▶ [SUPPLIED DATA]
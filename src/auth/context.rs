//! Typed identity attached to authenticated requests.
//!
//! The auth middleware inserts an [`AuthContext`] into the request extensions;
//! handlers take it as an extractor:
//!
//! ```rust,ignore
//! async fn profile(ctx: AuthContext) -> Json<UserSummary> {
//!     Json(UserSummary::from(&ctx.user))
//! }
//! ```

use axum::{extract::FromRequestParts, http::request::Parts};

use super::error::AuthError;
use super::token::Claims;
use crate::storage::{Session, User};

/// Resolved identity of the caller
#[derive(Debug, Clone)]
pub struct AuthContext {
    pub user: User,
    pub session: Session,
    pub claims: Claims,
}

impl AuthContext {
    /// The raw bearer token this request authenticated with
    pub fn token(&self) -> &str {
        &self.session.token
    }

    pub fn has_role(&self, allowed: &[String]) -> bool {
        allowed.iter().any(|role| *role == self.user.role_name)
    }
}

impl<S> FromRequestParts<S> for AuthContext
where
    S: Send + Sync,
{
    type Rejection = AuthError;

    async fn from_request_parts(parts: &mut Parts, _state: &S) -> Result<Self, Self::Rejection> {
        // Absent only when a route is mounted without the auth middleware
        parts
            .extensions
            .get::<AuthContext>()
            .cloned()
            .ok_or(AuthError::MissingIdentity)
    }
}
mod context;
mod error;
mod middleware;
mod password;
mod service;
mod token;

pub use context::AuthContext;
pub use error::{AuthError, ErrorResponse};
pub use middleware::{
    auth_middleware, extract_bearer_token, parse_bearer, require_role, AllowedRoles, AUTH_COOKIE,
};
pub use password::{CredentialHasher, PasswordError};
pub use service::{
    AuthPolicy, AuthResponse, AuthService, ClientInfo, LoginRequest, RegisterRequest,
    MIN_PASSWORD_LENGTH,
};
pub use token::{Claims, TokenCodec, TokenError};

#[cfg(test)]
pub(crate) use service::tests::harness as test_harness;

▶ [TASK REQUIREMENTS] Write out the data once more, word for word.

▶ [WORKED SOLUTION]
filename src/auth/context.rs
//! Typed identity attached to authenticated requests.
//!
//! The auth middleware inserts an [`AuthContext`] into the request extensions;
//! handlers take it as an extractor:
//!
//! ```rust,ignore
//! async fn profile(ctx: AuthContext) -> Json<UserSummary> {
//!     Json(UserSummary::from(&ctx.user))
//! }
//! ```

use axum::{extract::FromRequestParts, http::request::Parts};

use super::error::AuthError;
use super::token::Claims;
use crate::storage::{Session, User};

/// Resolved identity of the caller
#[derive(Debug, Clone)]
pub struct AuthContext {
    pub user: User,
    pub session: Session,
    pub claims: Claims,
}

impl AuthContext {
    /// The raw bearer token this request authenticated with
    pub fn token(&self) -> &str {
        &self.session.token
    }

    pub fn has_role(&self, allowed: &[String]) -> bool {
        allowed.iter().any(|role| *role == self.user.role_name)
    }
}

impl<S> FromRequestParts<S> for AuthContext
where
    S: Send + Sync,
{
    type Rejection = AuthError;

    async fn from_request_parts(parts: &mut Parts, _state: &S) -> Result<Self, Self::Rejection> {
        // Absent only when a route is mounted without the auth middleware
        parts
            .extensions
            .get::<AuthContext>()
            .cloned()
            .ok_or(AuthError::MissingIdentity)
    }
}
mod context;
mod error;
mod middleware;
mod password;
mod service;
mod token;

pub use context::AuthContext;
pub use error::{AuthError, ErrorResponse};
pub use middleware::{
    auth_middleware, extract_bearer_token, parse_bearer, require_role, AllowedRoles, AUTH_COOKIE,
};
pub use password::{CredentialHasher, PasswordError};
pub use service::{
    AuthPolicy, AuthResponse, AuthService, ClientInfo, LoginRequest, RegisterRequest,
    MIN_PASSWORD_LENGTH,
};
pub use token::{Claims, TokenCodec, TokenError};

#[cfg(test)]
pub(crate) use service::tests::harness as test_harness;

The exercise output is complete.